§ Brief
In the entries below, find the line with "assert!(agg.state().sampler_closed);" and print exactly every line from there up to and including the line with "let stop = AtomicBool::new(true);", with no other lines.

START Entries supplied

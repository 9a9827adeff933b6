use std::{
    io::{self, Write},
    sync::atomic::{AtomicBool, Ordering},
    thread,
    time::Duration,
};

use anyhow::Result;
use crossterm::{
    ExecutableCommand,
    event::{self, Event, KeyCode, KeyEventKind, KeyModifiers},
    terminal::{EnterAlternateScreen, LeaveAlternateScreen, disable_raw_mode, enable_raw_mode},
};
use ratatui::{
    Frame,
    Terminal,
    backend::CrosstermBackend,
    layout::{Constraint, Direction, Layout, Rect},
    style::{Color, Modifier, Style},
    text::{Line, Span},
    widgets::{Block, Borders, Paragraph},
};
use tracing::warn;

use crate::{
    agg::{drain_into, live::LiveAggregator},
    model::agg::LiveState,
    resolve::PathResolver,
    trace::{SampleSource, parse::SampleFilter},
    ui::{files::draw_files, report::render_live_to_string},
};

const FRAME_POLL: Duration = Duration::from_millis(100);

/// One polling cycle: pull whatever the sampler has ready and re-rank.
/// Returns whether the view changed.
fn pump<S, R>(
    source: &mut S,
    agg: &mut LiveAggregator<R>,
    filter: &SampleFilter,
    drain_limit: usize,
) -> bool
where
    S: SampleSource,
    R: PathResolver,
{
    if agg.state().sampler_closed {
        return false;
    }
    let drain = drain_into(source, filter, drain_limit, agg);
    if drain.closed {
        warn!(samples = agg.state().samples, "sampler output ended");
        agg.mark_sampler_closed();
    }
    agg.refresh()
}

/// Clear-and-reprint loop for dumb terminals and pipes. Ends when the sampler
/// exits or `stop` is raised.
pub fn run_live_plain<S, R>(
    source: &mut S,
    agg: &mut LiveAggregator<R>,
    filter: &SampleFilter,
    drain_limit: usize,
    stop: &AtomicBool,
) -> Result<()>
where
    S: SampleSource,
    R: PathResolver,
{
    let mut stdout = io::stdout();
    while !stop.load(Ordering::SeqCst) {
        if pump(source, agg, filter, drain_limit) {
            stdout.write_all(render_live_to_string(agg.state()).as_bytes())?;
            stdout.flush()?;
        } else {
            thread::sleep(FRAME_POLL);
        }
        if agg.state().sampler_closed {
            break;
        }
    }
    Ok(())
}

/// Puts the terminal back however the view exits.
struct TerminalGuard;

impl TerminalGuard {
    fn enter() -> Result<Self> {
        enable_raw_mode()?;
        io::stdout().execute(EnterAlternateScreen)?;
        Ok(Self)
    }
}

impl Drop for TerminalGuard {
    fn drop(&mut self) {
        let _ = disable_raw_mode();
        let _ = io::stdout().execute(LeaveAlternateScreen);
    }
}

pub fn run_live_tui<S, R>(
    source: &mut S,
    agg: &mut LiveAggregator<R>,
    filter: &SampleFilter,
    drain_limit: usize,
    stop: &AtomicBool,
) -> Result<()>
where
    S: SampleSource,
    R: PathResolver,
{
    let _guard = TerminalGuard::enter()?;
    let backend = CrosstermBackend::new(io::stdout());
    let mut terminal = Terminal::new(backend)?;

    let mut scroll: u16 = 0;
    let mut redraw = true;

    while !stop.load(Ordering::SeqCst) {
        redraw |= pump(source, agg, filter, drain_limit);

        if redraw {
            terminal.draw(|frame| draw_frame(frame, agg.state(), scroll))?;
            redraw = false;
        }

        if event::poll(FRAME_POLL)? {
            match event::read()? {
                Event::Key(key) if key.kind == KeyEventKind::Press => match key.code {
                    KeyCode::Char('q') | KeyCode::Esc => break,
                    KeyCode::Char('c') if key.modifiers.contains(KeyModifiers::CONTROL) => break,
                    KeyCode::Up | KeyCode::Char('k') => {
                        scroll = scroll.saturating_sub(1);
                        redraw = true;
                    }
                    KeyCode::Down | KeyCode::Char('j') => {
                        scroll = scroll.saturating_add(1);
                        redraw = true;
                    }
                    KeyCode::Home => {
                        scroll = 0;
                        redraw = true;
                    }
                    _ => {}
                },
                Event::Resize(..) => redraw = true,
                _ => {}
            }
        }
    }

    Ok(())
}

fn draw_frame(frame: &mut Frame, state: &LiveState, scroll: u16) {
    let chunks = Layout::default()
        .direction(Direction::Vertical)
        .constraints([
            Constraint::Length(3), // status
            Constraint::Min(1),    // files
        ])
        .split(frame.area());

    draw_status(frame, chunks[0], state);
    draw_files(frame, chunks[1], state, scroll);
}

fn draw_status(frame: &mut Frame, area: Rect, state: &LiveState) {
    let sampler = if state.sampler_closed {
        Span::styled(
            "sampler exited, totals frozen",
            Style::default().fg(Color::Red).add_modifier(Modifier::BOLD),
        )
    } else {
        Span::styled("sampling", Style::default().fg(Color::Green))
    };

    let line = Line::from(vec![
        Span::raw(format!(
            " samples: {}  files: {}  ",
            state.samples, state.files_seen
        )),
        sampler,
    ]);

    let paragraph = Paragraph::new(line).block(
        Block::default()
            .title("peak-scope live (q quit, ↑/↓ scroll)")
            .borders(Borders::ALL),
    );
    frame.render_widget(paragraph, area);
}

#[cfg(test)]
mod tests {
    use std::path::PathBuf;

    use super::*;
    use crate::{
        agg::Aggregator,
        model::agg::RankKey,
        trace::{SamplerLauncher, fake::FakeLauncher},
    };

    struct NoPaths;

    impl PathResolver for NoPaths {
        fn resolve(&self, _filename: &str) -> Vec<PathBuf> {
            Vec::new()
        }
    }

    #[test]
    fn pump_accumulates_regardless_of_peaks() {
        let mut fake = FakeLauncher::new();
        let mut src = fake.launch().unwrap();
        let mut agg = LiveAggregator::new(NoPaths, RankKey::Combined, 10);
        agg.on_start();
        agg.refresh();

        assert!(!pump(&mut src, &mut agg, &SampleFilter::Any, 8));

        fake.push("1 java 1 0 4.00 0.00 R a.log");
        fake.push("1 java 1 0 2.00 1.00 R b.log");
        assert!(pump(&mut src, &mut agg, &SampleFilter::Any, 8));
        assert_eq!(agg.state().samples, 2);
        assert_eq!(agg.state().rows[0].filename, "a.log");
    }

    #[test]
    fn plain_loop_ends_with_sampler() {
        let mut fake = FakeLauncher::new();
        fake.set_close_when_empty(true);
        fake.push("1 java 1 0 4.00 0.00 R a.log");
        let mut src = fake.launch().unwrap();
        let mut agg = LiveAggregator::new(NoPaths, RankKey::Combined, 10);
        agg.on_start();

        let stop = AtomicBool::new(false);
        run_live_plain(&mut src, &mut agg, &SampleFilter::Any, 8, &stop).unwrap();

        assert!(agg.state().sampler_closed);
        assert_eq!(agg.state().samples, 1);
    }

    #[test]
    fn plain_loop_honours_stop() {
        let mut fake = FakeLauncher::new();
        let mut src = fake.launch().unwrap();
        let mut agg = LiveAggregator::new(NoPaths, RankKey::Combined, 10);
        agg.on_start();

        let stop = AtomicBool::new(true);
        run_live_plain(&mut src, &mut agg, &SampleFilter::Any, 8, &stop).unwrap();
        assert_eq!(agg.state().samples, 0);
    }
}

END Entries supplied

§ Result
        assert!(agg.state().sampler_closed);
        assert_eq!(agg.state().samples, 1);
    }

    #[test]
    fn plain_loop_honours_stop() {
        let mut fake = FakeLauncher::new();
        let mut src = fake.launch().unwrap();
        let mut agg = LiveAggregator::new(NoPaths, RankKey::Combined, 10);
        agg.on_start();

        let stop = AtomicBool::new(true);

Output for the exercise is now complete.